Harry Reid (D-NV, for now) cobbled together new Senate energy legislation that was to be debated this week, but it’s already on the shelf. Vulnerable Democrats shied away from it, and not a single Republican would stand in support of the bill. The “party of “no” ” is protecting us still from bad legislation.
Perhaps Senator Lisa Murkowski (R-Alaska) summarized it best –
“Sen. Reid is predictably blaming Republicans for standing in the way of a bill that he threw together in secret and without input from almost any other member of the Senate. Process alone guaranteed its failure, although substance would have as well had Sen. Reid actually brought his bill up for debate or a vote,” Murkowski said.
“The truth is he saw the writing on the wall. The Republican proposal is far more responsible and far less costly than the Democrat bill,” Murkowski said. “The Majority Leader didn’t pull his bill because of Republican opposition, he pulled it because his fellow Democrats were deserting him, planning to vote against it and supported the concepts of the Republican bill.”
Reid introduced this legislation as a “take it or leave it” proposal, refusing to let it be subject to amendment from the Chamber. Republicans had alternatives to offer, but Reid refused to let them be presented. Rather, he is simply blaming Republican opposition for his inability to lead the Senate into any kind of response to the Gulf oil spill of April 20. That’s three and a half months of nothing.
And just what wonderful new forms of governance does this bill contain? As you would expect, it contains massive federal government expenditures, gargantuan intrusions into your personal life, and focused incentive plans to stifle free market economics.
For example, the bill includes $25million for the federal government to purchase a fleet of Chevy Volt’s from General Motors, which coincidentally, the federal government owns a 61% share of. It includes funds to give, at little or no cost, 400,000 more such cars to people living in “selected communities diverse in population” and “demographics.”
Doesn’t that bear the familiar stench of vote buying?
Want to remodel or add onto your home? This bill would require that any such modifications or additions include the installation of charging stations for electric vehicles. That’s not just if you think you’ll want an electric car one day, and it’s not just if you are adding or improving a garage. A game room in the attic, new shop out back, or a new bedroom for a growing family initiate the requirement as well.
One section of the legislation is dedicated to the new federal building code which takes precedence over state and local codes (an ongoing trend, it seems, is for federal legislation to stomp on areas heretofore managed quite effectively at local levels) and attempts to coerce homeowners into spending great deals of money on environmental compliance upgrades before the government starts measuring your carbon footprint by way of “smart” electric meters which were mandated in a 2005 energy law. “Rewards” will be given for significant reductions in carbon emissions, and rebates are made available for installing more energy efficient windows, doors, roofing, insulation, etc.
Not enough? If you can’t afford the investment required to reap these rewards, the bill identifies Fannie Mae as the official lender for home efficiency loans!
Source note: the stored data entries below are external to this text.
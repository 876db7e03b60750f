//! Linear regression scoring.

use std::path::Path;

use serde::{Deserialize, Serialize};

use crate::error::{ProfilerError, Result};

use super::{load_json, Regressor};

/// An ordinary linear model: `y = intercept + sum(coefficient_i * x_i)`.
///
/// Loaded from JSON of the form `{ "coefficients": [0.8, 12.0], "intercept": 3.5 }`.
#[derive(Debug, Clone, PartialEq, Serialize, Deserialize)]
pub struct LinearRegressor {
    coefficients: Vec<f64>,
    #[serde(default)]
    intercept: f64,
}

impl LinearRegressor {
    pub fn new(coefficients: Vec<f64>, intercept: f64) -> Self {
        Self {
            coefficients,
            intercept,
        }
    }

    /// Loads a regressor from a JSON file.
    pub fn load(path: impl AsRef<Path>) -> Result<Self> {
        load_json(path.as_ref(), "linear regressor")
    }
}

impl Regressor for LinearRegressor {
    fn feature_count(&self) -> usize {
        self.coefficients.len()
    }

    fn predict(&self, rows: &[Vec<f64>]) -> Result<Vec<f64>> {
        rows.iter()
            .map(|row| {
                if row.len() != self.coefficients.len() {
                    return Err(ProfilerError::Model(format!(
                        "expected {} features, got {}",
                        self.coefficients.len(),
                        row.len()
                    )));
                }
                Ok(row
                    .iter()
                    .zip(&self.coefficients)
                    .fold(self.intercept, |acc, (x, c)| acc + x * c))
            })
            .collect()
    }
}
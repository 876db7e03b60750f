//! Blank-cell counting.
//!
//! A cell is blank when it is null, holds the empty string or, in a float
//! column, holds NaN.

use arrow::array::{Array, ArrayRef};
use arrow::datatypes::DataType;
use async_trait::async_trait;
use tracing::{debug, instrument};

use crate::error::{ProfilerError, Result};
use crate::metric::{DisplayEntry, MetricKind, MetricOutput, MetricParams};
use crate::security::SqlSecurity;
use crate::table::{float_values, is_null_at, is_text_type, text_values, TabularTable};
use crate::view::QueryableView;

use super::{first_count, view_subquery};

const DEFAULT_DECIMALS: u64 = 2;
/// Digits an `f64` ratio can meaningfully carry.
const MAX_DECIMALS: u64 = 15;

/// Counts blank cells over the whole table.
///
/// Parameters:
/// - `pc` (default `true`): report `blanks / (rows * columns)` formatted as
///   `"{ratio:.dp}%"` instead of the raw count
/// - `dp` (default `2`, at most `15`): decimals of the formatted ratio
#[derive(Debug, Clone, Copy, Default)]
pub struct TotalBlankCells;

impl TotalBlankCells {
    fn format_ratio(blanks: u64, cells: u64, decimals: usize) -> String {
        let ratio = if cells == 0 {
            0.0
        } else {
            blanks as f64 / cells as f64
        };
        format!("{ratio:.decimals$}%")
    }

    fn output(params: &MetricParams, blanks: u64, cells: u64) -> Result<MetricOutput> {
        if params.bool_or("pc", true)? {
            let decimals = params.u64_or("dp", DEFAULT_DECIMALS)?;
            if decimals > MAX_DECIMALS {
                return Err(ProfilerError::configuration(format!(
                    "dp must be at most {MAX_DECIMALS}, got {decimals}"
                )));
            }
            Ok(MetricOutput::Text(Self::format_ratio(
                blanks,
                cells,
                decimals as usize,
            )))
        } else {
            Ok(MetricOutput::Count(blanks))
        }
    }
}

fn blank_count(array: &ArrayRef) -> Result<u64> {
    if matches!(
        array.data_type(),
        DataType::Float16 | DataType::Float32 | DataType::Float64
    ) {
        return Ok(float_values(array)?.iter().filter(|v| v.is_none()).count() as u64);
    }
    if !is_text_type(array.data_type()) {
        return Ok(array.logical_null_count() as u64);
    }
    let values = text_values(array)?;
    Ok(values
        .iter()
        .enumerate()
        .filter(|(i, v)| is_null_at(array.as_ref(), *i) || v.as_deref() == Some(""))
        .count() as u64)
}

#[async_trait]
impl MetricKind for TotalBlankCells {
    fn name(&self) -> &str {
        "total_blank_cells"
    }

    fn display(&self) -> Vec<DisplayEntry> {
        vec![DisplayEntry::label("Total Blank Cells")
            .with_icon("fa-question")
            .with_colour("text-danger")]
    }

    fn recognized_params(&self) -> &'static [&'static str] {
        &["pc", "dp"]
    }

    async fn calculate_in_memory(
        &self,
        table: &TabularTable,
        params: &MetricParams,
    ) -> Result<MetricOutput> {
        let blanks = table
            .batch()
            .columns()
            .iter()
            .map(blank_count)
            .sum::<Result<u64>>()?;
        let cells = (table.num_rows() * table.num_columns()) as u64;
        Self::output(params, blanks, cells)
    }

    #[instrument(skip(self, view, params))]
    async fn calculate_over_view(
        &self,
        view: &dyn QueryableView,
        params: &MetricParams,
    ) -> Result<MetricOutput> {
        let columns = view.column_names();
        let mut terms = Vec::with_capacity(columns.len());
        for column in columns {
            let quoted = SqlSecurity::quote_identifier(column)?;
            terms.push(format!(
                "sum(CASE WHEN {quoted} IS NULL OR CAST({quoted} AS VARCHAR) = '' THEN 1 ELSE 0 END)"
            ));
        }
        let blanks_expr = if terms.is_empty() {
            "0".to_string()
        } else {
            terms
                .iter()
                .map(|t| format!("coalesce({t}, 0)"))
                .collect::<Vec<_>>()
                .join(" + ")
        };
        let query = format!(
            "SELECT {blanks_expr} AS total_blanks, count(*) AS row_count FROM {}",
            view_subquery(view)
        );
        debug!(columns = columns.len(), "Counting blank cells over view");

        let result = view.run_query(&query, view.main_params()).await?;
        let blanks = first_count(&result, "total_blanks")?;
        let rows = first_count(&result, "row_count")?;
        Self::output(params, blanks, rows * columns.len() as u64)
    }
}
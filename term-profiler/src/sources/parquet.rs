//! Parquet file source implementation.

use std::sync::Arc;

use arrow::datatypes::Schema;
use async_trait::async_trait;
use datafusion::datasource::file_format::parquet::ParquetFormat;
use tracing::{info, instrument};

use super::{expand_globs, read_files, require_paths, TabularSource};
use crate::context::ProfilerContextConfig;
use crate::error::Result;
use crate::table::TabularTable;

/// Options for configuring Parquet file reading.
#[derive(Debug, Clone)]
pub struct ParquetOptions {
    /// Schema to use (if None, read from the file footer)
    pub schema: Option<Arc<Schema>>,
    /// Whether to prune row groups using statistics
    pub enable_pruning: bool,
}

impl Default for ParquetOptions {
    fn default() -> Self {
        Self {
            schema: None,
            enable_pruning: true,
        }
    }
}

/// A Parquet file data source.
#[derive(Debug, Clone)]
pub struct ParquetSource {
    paths: Vec<String>,
    options: ParquetOptions,
    context: ProfilerContextConfig,
}

impl ParquetSource {
    pub fn new(path: impl Into<String>) -> Result<Self> {
        Self::with_options(path, ParquetOptions::default())
    }

    pub fn with_options(path: impl Into<String>, options: ParquetOptions) -> Result<Self> {
        Ok(Self {
            paths: vec![path.into()],
            options,
            context: ProfilerContextConfig::default(),
        })
    }

    pub fn from_paths(paths: Vec<String>) -> Result<Self> {
        Ok(Self {
            paths: require_paths(paths)?,
            options: ParquetOptions::default(),
            context: ProfilerContextConfig::default(),
        })
    }

    pub async fn from_glob(pattern: impl Into<String>) -> Result<Self> {
        let paths = expand_globs(&[pattern.into()]).await?;
        Self::from_paths(paths)
    }

    pub async fn from_globs(patterns: Vec<String>) -> Result<Self> {
        let paths = expand_globs(&patterns).await?;
        Self::from_paths(paths)
    }

    pub fn with_custom_options(mut self, options: ParquetOptions) -> Self {
        self.options = options;
        self
    }

    pub fn with_context_config(mut self, context: ProfilerContextConfig) -> Self {
        self.context = context;
        self
    }
}

#[async_trait]
impl TabularSource for ParquetSource {
    #[instrument(skip(self), fields(source.type = "parquet", source.files = self.paths.len()))]
    async fn get_table(&self) -> Result<TabularTable> {
        let ctx = self.context.build_session();
        let format = ParquetFormat::new().with_enable_pruning(self.options.enable_pruning);
        let table = read_files(
            &ctx,
            "parquet",
            &self.paths,
            Arc::new(format),
            self.options.schema.clone(),
        )
        .await?;
        info!(rows = table.num_rows(), "Loaded Parquet source");
        Ok(table)
    }

    fn description(&self) -> String {
        if self.paths.len() == 1 {
            format!("Parquet file: {}", self.paths[0])
        } else {
            format!("Parquet files: {} files", self.paths.len())
        }
    }
}

#[cfg(test)]
mod tests {
    use super::*;
    use crate::test_fixtures::people_table;
    use datafusion::dataframe::DataFrameWriteOptions;
    use datafusion::prelude::SessionContext;

    #[tokio::test]
    async fn test_reads_written_parquet() {
        let dir = tempfile::TempDir::new().unwrap();
        let path = dir.path().join("people.parquet");
        let path = path.to_str().unwrap();

        let ctx = SessionContext::new();
        ctx.read_batch(people_table().into_batch())
            .unwrap()
            .write_parquet(
                path,
                DataFrameWriteOptions::new().with_single_file_output(true),
                None,
            )
            .await
            .unwrap();

        let table = ParquetSource::new(path).unwrap().get_table().await.unwrap();
        assert_eq!(table.num_rows(), 5);
        assert_eq!(table.column_names(), vec!["id", "name", "age", "city"]);
        assert_eq!(table.text_column("name").unwrap()[1], None);
    }
}
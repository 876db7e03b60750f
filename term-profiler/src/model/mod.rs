//! Pre-trained models used by the classification and regression metrics.
//!
//! Models are loaded once and then only read. Metrics receive them as
//! `Arc<dyn TextClassifier>` / `Arc<dyn Regressor>` at construction, so any
//! scorer can be plugged in; the crate ships JSON-loadable implementations.

mod linear;
mod text;

pub use linear::LinearRegressor;
pub use text::BagOfWordsClassifier;

use std::fmt::Debug;
use std::path::Path;

use serde::de::DeserializeOwned;
use tracing::{info, instrument};

use crate::error::{ProfilerError, Result};

/// Scores free text into two classes.
pub trait TextClassifier: Send + Sync + Debug {
    /// Returns `[p(class 0), p(class 1)]` for every input text.
    fn predict_probability(&self, texts: &[String]) -> Result<Vec<[f64; 2]>>;
}

/// Predicts a numeric target from numeric features.
pub trait Regressor: Send + Sync + Debug {
    /// Number of features each row must have.
    fn feature_count(&self) -> usize;

    /// Returns one prediction per feature row.
    fn predict(&self, rows: &[Vec<f64>]) -> Result<Vec<f64>>;
}

/// Reads and deserializes a JSON model file.
#[instrument(skip_all, fields(path = %path.display()))]
pub(crate) fn load_json<T: DeserializeOwned>(path: &Path, model: &str) -> Result<T> {
    let contents = std::fs::read_to_string(path).map_err(|e| {
        ProfilerError::Model(format!("failed to read {model} from {}: {e}", path.display()))
    })?;
    let parsed = serde_json::from_str(&contents).map_err(|e| {
        ProfilerError::Model(format!("invalid {model} file {}: {e}", path.display()))
    })?;
    info!(model, "Loaded model");
    Ok(parsed)
}
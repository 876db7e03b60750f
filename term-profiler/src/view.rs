//! Queryable views: a named table or an ad-hoc query against an external
//! tabular store.
//!
//! Metrics that run over a view only see the [`QueryableView`] trait. The
//! crate ships [`DataFusionView`], which resolves its columns once at
//! construction and executes queries through a DataFusion
//! [`SessionContext`]. Parameters are bound to `$name` placeholders.
//!
//! ```rust,no_run
//! use term_profiler::context::ProfilerContextConfig;
//! use term_profiler::view::{DataFusionView, QueryableView};
//!
//! # async fn example() -> term_profiler::error::Result<()> {
//! let ctx = ProfilerContextConfig::default().build_session();
//! // ... register a "mortgages" table in the default "public" schema ...
//! let view = DataFusionView::builder(ctx)
//!     .table("public", "mortgages")
//!     .build()
//!     .await?;
//! assert!(view.table_identity().is_some());
//! # Ok(())
//! # }
//! ```

use std::collections::BTreeMap;
use std::fmt;

use async_trait::async_trait;
use datafusion::prelude::SessionContext;
use datafusion::scalar::ScalarValue;
use tracing::{debug, instrument, warn};

use crate::data_source::BackendKind;
use crate::error::{ProfilerError, Result};
use crate::logging::{truncate_field, LogConfig};
use crate::log_data_op;
use crate::security::SqlSecurity;
use crate::table::TabularTable;

/// Named query parameters, bound to `$name` placeholders.
pub type QueryParams = BTreeMap<String, ScalarValue>;

/// The `(database, table)` pair a table-backed view reads from.
#[derive(Debug, Clone, PartialEq, Eq, Hash)]
pub struct TableIdentity {
    pub database: String,
    pub table: String,
}

impl TableIdentity {
    pub fn new(database: impl Into<String>, table: impl Into<String>) -> Self {
        Self {
            database: database.into(),
            table: table.into(),
        }
    }
}

impl fmt::Display for TableIdentity {
    fn fmt(&self, f: &mut fmt::Formatter<'_>) -> fmt::Result {
        write!(f, "{}.{}", self.database, self.table)
    }
}

/// A remote (or remote-like) table that metrics can query.
#[async_trait]
pub trait QueryableView: fmt::Debug + Send + Sync {
    /// Column names of the view's main query, in order.
    fn column_names(&self) -> &[String];

    /// Where the view's rows come from; `None` for ad-hoc queries.
    fn table_identity(&self) -> Option<&TableIdentity>;

    /// The query that produces the view's rows.
    fn main_query(&self) -> &str;

    /// Parameters bound to the main query, if any.
    fn main_params(&self) -> Option<&QueryParams> {
        None
    }

    /// Executes a query and materialises the result.
    async fn run_query(&self, query: &str, params: Option<&QueryParams>) -> Result<TabularTable>;
}

/// Returns the view's table identity, or an unsupported-backend error for
/// metrics that need to introspect a concrete table.
pub fn require_table_identity<'a>(
    view: &'a dyn QueryableView,
    metric: &str,
) -> Result<&'a TableIdentity> {
    view.table_identity()
        .ok_or_else(|| ProfilerError::unsupported_backend(metric, BackendKind::Queryable))
}

/// A [`QueryableView`] backed by a DataFusion session.
pub struct DataFusionView {
    ctx: SessionContext,
    identity: Option<TableIdentity>,
    main_query: String,
    main_params: Option<QueryParams>,
    column_names: Vec<String>,
    log: LogConfig,
}

impl fmt::Debug for DataFusionView {
    fn fmt(&self, f: &mut fmt::Formatter<'_>) -> fmt::Result {
        f.debug_struct("DataFusionView")
            .field("identity", &self.identity)
            .field("main_query", &self.main_query)
            .field("column_names", &self.column_names)
            .finish()
    }
}

impl DataFusionView {
    /// Starts building a view over the given session.
    pub fn builder(ctx: SessionContext) -> DataFusionViewBuilder {
        DataFusionViewBuilder {
            ctx,
            table: None,
            custom_sql: None,
            custom_params: None,
            log: LogConfig::default(),
        }
    }

    /// Returns the underlying session context.
    pub fn session(&self) -> &SessionContext {
        &self.ctx
    }

    async fn execute(
        ctx: &SessionContext,
        query: &str,
        params: Option<&QueryParams>,
    ) -> Result<datafusion::dataframe::DataFrame> {
        let df = ctx.sql(query).await?;
        match params {
            Some(params) if !params.is_empty() => {
                let values: Vec<(String, ScalarValue)> = params
                    .iter()
                    .map(|(k, v)| (k.clone(), v.clone()))
                    .collect();
                Ok(df.with_param_values(values)?)
            }
            _ => Ok(df),
        }
    }
}

#[async_trait]
impl QueryableView for DataFusionView {
    fn column_names(&self) -> &[String] {
        &self.column_names
    }

    fn table_identity(&self) -> Option<&TableIdentity> {
        self.identity.as_ref()
    }

    fn main_query(&self) -> &str {
        &self.main_query
    }

    fn main_params(&self) -> Option<&QueryParams> {
        self.main_params.as_ref()
    }

    #[instrument(skip(self, params), fields(view = ?self.identity))]
    async fn run_query(&self, query: &str, params: Option<&QueryParams>) -> Result<TabularTable> {
        debug!(
            query = %truncate_field(query, self.log.max_field_length),
            "Running view query"
        );
        let df = Self::execute(&self.ctx, query, params).await?;
        let schema = df.schema().inner().clone();
        let batches = df.collect().await?;
        TabularTable::from_batches(schema, batches)
    }
}

/// Builder for [`DataFusionView`].
pub struct DataFusionViewBuilder {
    ctx: SessionContext,
    table: Option<TableIdentity>,
    custom_sql: Option<String>,
    custom_params: Option<QueryParams>,
    log: LogConfig,
}

impl DataFusionViewBuilder {
    /// Reads every row of `database.table`.
    pub fn table(mut self, database: impl Into<String>, table: impl Into<String>) -> Self {
        self.table = Some(TableIdentity::new(database, table));
        self
    }

    /// Reads the rows of an ad-hoc read-only query.
    pub fn custom_sql(mut self, sql: impl Into<String>) -> Self {
        self.custom_sql = Some(sql.into());
        self
    }

    /// Parameters for the ad-hoc query.
    pub fn custom_params(mut self, params: QueryParams) -> Self {
        self.custom_params = Some(params);
        self
    }

    /// Sets the logging knobs for the view's queries.
    pub fn with_log_config(mut self, log: LogConfig) -> Self {
        self.log = log;
        self
    }

    /// Resolves the main query's columns and builds the view.
    ///
    /// When both a table and custom SQL are given the table wins.
    #[instrument(skip(self))]
    pub async fn build(self) -> Result<DataFusionView> {
        let (identity, main_query, main_params) = match (self.table, self.custom_sql) {
            (Some(identity), custom) => {
                if custom.is_some() {
                    warn!(table = %identity, "Both table name and custom SQL provided; using the table");
                }
                let query = format!("SELECT * FROM {}", SqlSecurity::qualified_table(&identity)?);
                (Some(identity), query, None)
            }
            (None, Some(sql)) => {
                SqlSecurity::validate_read_only_query(&sql)?;
                // Metrics wrap the main query in a subquery, where a
                // statement terminator is a syntax error.
                let sql = sql.trim_end().trim_end_matches(';').trim_end().to_string();
                (None, sql, self.custom_params)
            }
            (None, None) => {
                return Err(ProfilerError::configuration(
                    "provide either a table name or custom SQL returning a table",
                ))
            }
        };

        let df = DataFusionView::execute(&self.ctx, &main_query, main_params.as_ref()).await?;
        let column_names: Vec<String> = df
            .schema()
            .inner()
            .fields()
            .iter()
            .map(|f| f.name().clone())
            .collect();
        log_data_op!(
            self.log,
            query = %truncate_field(&main_query, self.log.max_field_length),
            columns = column_names.len(),
            "Resolved view columns"
        );

        Ok(DataFusionView {
            ctx: self.ctx,
            identity,
            main_query,
            main_params,
            column_names,
            log: self.log,
        })
    }
}

#[cfg(test)]
mod tests {
    use super::*;
    use crate::context::ProfilerContextConfig;
    use arrow::array::{ArrayRef, Int64Array, StringArray};
    use std::sync::Arc;

    fn session_with_people() -> SessionContext {
        let ctx = ProfilerContextConfig::default().build_session();
        let table = TabularTable::from_columns(vec![
            ("id", Arc::new(Int64Array::from(vec![1, 2, 3])) as ArrayRef),
            (
                "name",
                Arc::new(StringArray::from(vec!["ann", "bob", "cat"])) as ArrayRef,
            ),
        ])
        .unwrap();
        ctx.register_batch("people", table.into_batch()).unwrap();
        ctx
    }

    #[tokio::test]
    async fn test_table_view_resolves_columns() {
        let view = DataFusionView::builder(session_with_people())
            .table("public", "people")
            .build()
            .await
            .unwrap();
        assert_eq!(view.column_names(), ["id", "name"]);
        assert_eq!(
            view.table_identity(),
            Some(&TableIdentity::new("public", "people"))
        );
        assert_eq!(view.main_query(), "SELECT * FROM \"public\".\"people\"");
    }

    #[tokio::test]
    async fn test_table_wins_over_custom_sql() {
        let view = DataFusionView::builder(session_with_people())
            .table("public", "people")
            .custom_sql("SELECT id FROM people")
            .build()
            .await
            .unwrap();
        assert_eq!(view.column_names().len(), 2);
    }

    #[tokio::test]
    async fn test_custom_sql_with_params() {
        let mut params = QueryParams::new();
        params.insert("min_id".to_string(), ScalarValue::from(2i64));
        let view = DataFusionView::builder(session_with_people())
            .custom_sql("SELECT name FROM people WHERE id >= $min_id")
            .custom_params(params.clone())
            .build()
            .await
            .unwrap();
        assert!(view.table_identity().is_none());
        assert_eq!(view.column_names(), ["name"]);

        let rows = view
            .run_query(view.main_query(), view.main_params())
            .await
            .unwrap();
        assert_eq!(rows.num_rows(), 2);
        assert!(require_table_identity(&view, "total_rows_cols").is_err());
    }

    #[tokio::test]
    async fn test_log_config_carried_to_view() {
        let view = DataFusionView::builder(session_with_people())
            .custom_sql("SELECT id FROM people")
            .with_log_config(LogConfig {
                max_field_length: 8,
                ..LogConfig::verbose()
            })
            .build()
            .await
            .unwrap();
        assert_eq!(view.log.max_field_length, 8);
        let rows = view.run_query(view.main_query(), None).await.unwrap();
        assert_eq!(rows.num_rows(), 3);
    }

    #[tokio::test]
    async fn test_missing_table_and_sql_rejected() {
        let result = DataFusionView::builder(session_with_people()).build().await;
        assert!(matches!(result, Err(ProfilerError::Configuration(_))));
    }

    #[tokio::test]
    async fn test_write_query_rejected() {
        let result = DataFusionView::builder(session_with_people())
            .custom_sql("DROP TABLE people")
            .build()
            .await;
        assert!(matches!(result, Err(ProfilerError::Security(_))));
    }
}
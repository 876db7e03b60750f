//! Sources backed by data that is already loaded or queryable.

use std::fmt;
use std::sync::Arc;

use arrow::datatypes::SchemaRef;
use arrow::record_batch::RecordBatch;
use async_trait::async_trait;
use tracing::instrument;

use super::TabularSource;
use crate::error::Result;
use crate::table::TabularTable;
use crate::view::QueryableView;

/// Record batches held in memory.
#[derive(Debug, Clone)]
pub struct BatchSource {
    schema: SchemaRef,
    batches: Vec<RecordBatch>,
}

impl BatchSource {
    pub fn new(schema: SchemaRef, batches: Vec<RecordBatch>) -> Self {
        Self { schema, batches }
    }
}

impl From<TabularTable> for BatchSource {
    fn from(table: TabularTable) -> Self {
        Self {
            schema: table.schema(),
            batches: vec![table.into_batch()],
        }
    }
}

#[async_trait]
impl TabularSource for BatchSource {
    async fn get_table(&self) -> Result<TabularTable> {
        TabularTable::from_batches(self.schema.clone(), self.batches.clone())
    }

    fn description(&self) -> String {
        format!("In-memory batches: {}", self.batches.len())
    }
}

/// Materializes a queryable view's main query, which lets any view feed an
/// in-memory data source.
pub struct ViewSource {
    view: Arc<dyn QueryableView>,
}

impl ViewSource {
    pub fn new(view: Arc<dyn QueryableView>) -> Self {
        Self { view }
    }
}

impl fmt::Debug for ViewSource {
    fn fmt(&self, f: &mut fmt::Formatter<'_>) -> fmt::Result {
        f.debug_struct("ViewSource")
            .field("query", &self.view.main_query())
            .finish()
    }
}

#[async_trait]
impl TabularSource for ViewSource {
    #[instrument(skip(self), fields(source.type = "view"))]
    async fn get_table(&self) -> Result<TabularTable> {
        self.view
            .run_query(self.view.main_query(), self.view.main_params())
            .await
    }

    fn description(&self) -> String {
        match self.view.table_identity() {
            Some(identity) => format!("View: {identity}"),
            None => "View: custom query".to_string(),
        }
    }
}

#[cfg(test)]
mod tests {
    use super::*;
    use crate::test_fixtures::{people_table, people_view};

    #[tokio::test]
    async fn test_batch_source_round_trips_table() {
        let source = BatchSource::from(people_table());
        let table = source.get_table().await.unwrap();
        assert_eq!(table, people_table());
        assert_eq!(source.description(), "In-memory batches: 1");
    }

    #[tokio::test]
    async fn test_view_source_materializes_main_query() {
        let source = ViewSource::new(Arc::new(people_view().await));
        assert_eq!(source.description(), "View: public.people");

        let table = source.get_table().await.unwrap();
        assert_eq!(table.num_rows(), 5);
        assert_eq!(table.column_names(), vec!["id", "name", "age", "city"]);
    }
}
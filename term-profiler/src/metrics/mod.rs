//! Built-in metric kinds.
//!
//! | Kind | In-memory | Queryable view |
//! |------|-----------|----------------|
//! | [`BasicProfile`] | per-column profile | `information_schema.columns` |
//! | [`TotalBlankCells`] | null or empty cells | aggregation query |
//! | [`TotalRowsCols`] | `(rows, columns)` | `count(*)` query |
//! | [`DuplicateRows`] | repeated rows | grouped `HAVING count(*) > 1` |
//! | [`ExtractBadPostcode`] | UK postcode grammar | - |
//! | [`DetectBadAddress`] | classifier score | - |
//! | [`ClassifyClientNotes`] | classifier score | - |
//! | [`GroupedZScore`] | per-group z-score | - |
//! | [`SupervisedAnomalyDetection`] | regression error | - |
//! | [`ExtractDataRules`] | static report | - |
//! | [`ExtractPIIAttributes`] | static ratio | - |

pub mod address;
pub mod blanks;
pub mod duplicates;
pub mod notes;
pub mod pii;
pub mod postcode;
pub mod profile;
pub mod rules;
pub mod shape;
pub mod supervised;
pub mod zscore;

pub use address::DetectBadAddress;
pub use blanks::TotalBlankCells;
pub use duplicates::DuplicateRows;
pub use notes::ClassifyClientNotes;
pub use pii::ExtractPIIAttributes;
pub use postcode::ExtractBadPostcode;
pub use profile::{BasicProfile, ProfileView};
pub use rules::{DataRulesReport, ExtractDataRules};
pub use shape::TotalRowsCols;
pub use supervised::SupervisedAnomalyDetection;
pub use zscore::GroupedZScore;

use arrow::array::{Array, AsArray};
use arrow::compute::cast;
use arrow::datatypes::{DataType, Int64Type};

use crate::error::{ProfilerError, Result};
use crate::table::TabularTable;
use crate::view::QueryableView;

/// Reads the first value of an integer-like result column. An empty result or
/// a null cell (e.g. `sum` over zero rows) reads as zero.
pub(crate) fn first_i64(table: &TabularTable, column: &str) -> Result<i64> {
    let array = cast(table.column(column)?, &DataType::Int64)?;
    if array.is_empty() || array.is_null(0) {
        return Ok(0);
    }
    Ok(array.as_primitive::<Int64Type>().value(0))
}

/// Reads a count from a query result, rejecting negative values.
pub(crate) fn first_count(table: &TabularTable, column: &str) -> Result<u64> {
    let value = first_i64(table, column)?;
    u64::try_from(value)
        .map_err(|_| ProfilerError::computation(format!("negative count {value} in '{column}'")))
}

/// Wraps the view's main query so aggregations can select from it.
pub(crate) fn view_subquery(view: &dyn QueryableView) -> String {
    format!("({}) AS view_rows", view.main_query())
}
One aspect of the legislation would actually be good for Louisiana. As the White House has declared war on Louisiana, this was obviously a mistake, but the bill includes incentives to convert fleet vehicles to compressed natural gas, and significant grants to service station owners to install CNG refueling facilities.
But CNG makes economic sense, and the free market is driving wise fleet operators in that direction without the help of Harry Reid offering taxpayer funded incentives.
Fortunately for America, Prince Harry can’t muster the votes to pass this odorous vessel of bovine excrement. The Senate will recess after this week, returning home to face the music of the November mid-term elections, and he’s said this will have to wait until after they return.
Doesn’t that really make you look forward to the lame duck session in November? At that time, the Senate can pass such legislation as this, and cap & trade, send it all to committee to hammer out the differences with House legislation, pass it with nothing left to lose, and leave their legacy on America.
Is that their strategy? Maybe, but more likely this legislation was proposed with no consideration of floor amendments in order to orchestrate Republicans into saying “no” so Democrats can go home to face the electorate with their fingers pointed at “those damned Republicans.”
Those damned Republicans. Let’s fill Washington up with them in November.